Я думаю, что в России соотношение мира и Церкви, конечно, гораздо более острое, чем в других странах, на Западе, потому что существует одна партия, которая “исповедует” атеистическое учение. Но при новом положении, при осторожном, вдумчивом отношении, сосуществование двух несовместимых идеологий могло бы привести к диалогу. Как я раньше говорил, если бы мы научились смотреть на противника не как на врага, а как на человека, имеющего в себе образ Божий, которого он сам не обнаружил и не раскрыл, если бы мы научились говорить не против, а выше его, были бы готовы учить примером, учить тем, что мы иного рода люди, которым хотелось бы подражать, тогда мы могли бы нечто сделать в этом отношении. Я думаю, что Русская Церковь на самом деле и сейчас делает очень многое для того, чтобы открыть новые храмы и сделать возможным то, что было невозможно раньше. Я думаю также из опыта других обстоятельств (я, например, три года с лишним работал во Французском Сопротивлении во время немецкой оккупации), что очень важно сегодня сделать всё возможное, а не пытаться делать невозможное… Но если делать исчерпывающе возможное теперь, то через день делается возможным то, что мы не могли делать вчера. Я совсем не хочу сказать, что всё делается идеально, но из того, что я видел, слышал, из большого количества разговоров с отдельными людьми, мне кажется, что делается гораздо больше, чем на поверхности видно.

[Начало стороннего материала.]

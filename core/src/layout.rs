// SPDX-FileCopyrightText: 2025-2026 Zexin Yuan <aim@yzx9.xyz>
//
// SPDX-License-Identifier: Apache-2.0

//! Collision-free column layout of overlapping items.
//!
//! Layout runs in two phases. Items are first split into overlap groups, the connected
//! components of the "overlaps" relation, so two items share a group when a chain of pairwise
//! overlaps links them. Each group is then placed first-fit into columns, visiting items by
//! ascending start. On start-sorted intervals first-fit opens the minimum number of columns.
//!
//! Items are addressed by their index in the caller's slice. The slice itself is never
//! reordered.

use chrono::NaiveDateTime;

use crate::SchedulerItem;

/// The placement of one item.
#[derive(Debug, Clone, PartialEq, Eq, serde::Serialize, serde::Deserialize)]
pub struct SlotLayoutResult<T, Ts = NaiveDateTime> {
    /// A copy of the placed item.
    pub item: SchedulerItem<T, Ts>,

    /// Position of the item in the input slice.
    pub index: usize,

    /// The overlap group of the item, groups being numbered by ascending start.
    pub group: usize,

    /// The column the item is rendered in, in `0..column_count`.
    pub column_index: usize,

    /// Number of columns opened for the group, identical for all of its members.
    pub column_count: usize,
}

/// The placement of a whole item set.
#[derive(Debug, Clone, PartialEq, Eq, serde::Serialize, serde::Deserialize)]
pub struct SlotLayout<T, Ts = NaiveDateTime> {
    results: Vec<SlotLayoutResult<T, Ts>>,
    column_counts: Vec<usize>,
}

impl<T, Ts> SlotLayout<T, Ts> {
    /// Results ordered by group, then by ascending start within a group.
    pub fn results(&self) -> &[SlotLayoutResult<T, Ts>] {
        &self.results
    }

    pub fn into_results(self) -> Vec<SlotLayoutResult<T, Ts>> {
        self.results
    }

    pub fn iter(&self) -> impl Iterator<Item = &SlotLayoutResult<T, Ts>> {
        self.results.iter()
    }

    pub fn len(&self) -> usize {
        self.results.len()
    }

    pub fn is_empty(&self) -> bool {
        self.results.is_empty()
    }

    pub fn group_count(&self) -> usize {
        self.column_counts.len()
    }

    /// Number of columns of `group`, if it exists.
    pub fn column_count_of(&self, group: usize) -> Option<usize> {
        self.column_counts.get(group).copied()
    }

    /// The widest group, i.e. the most items ever rendered side by side.
    pub fn max_column_count(&self) -> usize {
        self.column_counts.iter().copied().max().unwrap_or(0)
    }

    /// The result of the item at `index` in the input slice.
    pub fn result_for(&self, index: usize) -> Option<&SlotLayoutResult<T, Ts>> {
        self.results.iter().find(|r| r.index == index)
    }
}

impl<'a, T, Ts> IntoIterator for &'a SlotLayout<T, Ts> {
    type Item = &'a SlotLayoutResult<T, Ts>;
    type IntoIter = std::slice::Iter<'a, SlotLayoutResult<T, Ts>>;

    fn into_iter(self) -> Self::IntoIter {
        self.results.iter()
    }
}

/// Places every item into a column such that overlapping items of a group never share one.
#[tracing::instrument(skip_all, fields(items = items.len()))]
pub fn compute_layout<T: Clone, Ts: Ord + Copy>(
    items: &[SchedulerItem<T, Ts>],
) -> SlotLayout<T, Ts> {
    let groups = overlap_groups(items);
    let mut results = Vec::with_capacity(items.len());
    let mut column_counts = Vec::with_capacity(groups.len());

    for (group, members) in groups.iter().enumerate() {
        let placement = assign_columns(items, members);
        let column_count = placement.column_count;

        // Counts are only final once the whole group is placed
        results.extend(placement.columns.into_iter().map(|(index, column_index)| {
            SlotLayoutResult {
                item: items[index].clone(),
                index,
                group,
                column_index,
                column_count,
            }
        }));
        column_counts.push(column_count);
    }

    tracing::debug!(groups = column_counts.len(), "computed layout");
    SlotLayout {
        results,
        column_counts,
    }
}

/// Indices of `items` ordered by ascending start, ties keeping their input order.
pub fn sorted_order<T, Ts: Ord + Copy>(items: &[SchedulerItem<T, Ts>]) -> Vec<usize> {
    let mut order: Vec<usize> = (0..items.len()).collect();
    order.sort_by_key(|&i| items[i].start);
    order
}

/// Splits `items` into overlap groups.
///
/// Each group lists indices into `items` by ascending start (ties in input order), and groups
/// are ordered by the start of their first member. Every item belongs to exactly one group.
///
/// Expanding a group rescans every unvisited item, so this is quadratic in the number of items.
pub fn overlap_groups<T, Ts: Ord + Copy>(items: &[SchedulerItem<T, Ts>]) -> Vec<Vec<usize>> {
    let order = sorted_order(items);
    let mut visited = vec![false; order.len()];
    let mut groups = Vec::new();
    let mut stack = Vec::new();

    // Positions refer to `order`, so sorting a group by position restores start order
    for seed in 0..order.len() {
        if visited[seed] {
            continue;
        }

        visited[seed] = true;
        stack.push(seed);
        let mut group = Vec::new();
        while let Some(current) = stack.pop() {
            group.push(current);
            let item = &items[order[current]];
            for (next, seen) in visited.iter_mut().enumerate() {
                if !*seen && item.overlaps(&items[order[next]]) {
                    *seen = true;
                    stack.push(next);
                }
            }
        }

        group.sort_unstable();
        groups.push(group.into_iter().map(|pos| order[pos]).collect());
    }
    groups
}

/// The column placement of one overlap group.
#[derive(Debug, Clone, PartialEq, Eq)]
pub struct ColumnPlacement {
    /// `(index, column)` pairs in the order the group's members were given.
    pub columns: Vec<(usize, usize)>,

    /// Number of columns opened.
    pub column_count: usize,
}

/// Places the members of one group first-fit, in the order given.
///
/// `members` are indices into `items`, and are expected in ascending start order as returned
/// by [`overlap_groups`]; that order is what makes the column count minimal.
pub fn assign_columns<T, Ts: Ord + Copy>(
    items: &[SchedulerItem<T, Ts>],
    members: &[usize],
) -> ColumnPlacement {
    let mut lanes: Vec<Vec<usize>> = Vec::new();
    let mut columns = Vec::with_capacity(members.len());

    for &index in members {
        let item = &items[index];
        let free = lanes
            .iter()
            .position(|lane| lane.iter().all(|&other| !item.overlaps(&items[other])));

        let column = match free {
            Some(column) => column,
            None => {
                lanes.push(Vec::new());
                lanes.len() - 1
            }
        };
        lanes[column].push(index);
        columns.push((index, column));
    }

    ColumnPlacement {
        columns,
        column_count: lanes.len(),
    }
}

Сейчас на Западе и у нас уже приходится слышать голоса о том, что Православие в России вновь становится государственной религией. Как Вы относитесь к этому утверждению?
Я думаю, что до этого, слава Богу, очень далеко. Одно дело, что государство убедилось, что можно быть христианином или, в широком смысле, верующим (я сейчас думаю и о мусульманах, и о буддистах) и вместе с тем быть верным сыном своей родины. А каждый раз, когда какая-либо церковь представляет собой подавляющее большинство верующих, отношения этой церкви и государства делаются, конечно, более тесными и сложными. И одна из задач церкви, опять-таки, и на Востоке и на Западе, заключается в том, чтобы не становиться частью политической или общественной системы, а наоборот, будучи до конца лояльной, то есть желая самого большого добра родине, предупреждать общественность о том, что есть другое измерение в жизни, — не только общественно-политическое, что есть в жизни глубина.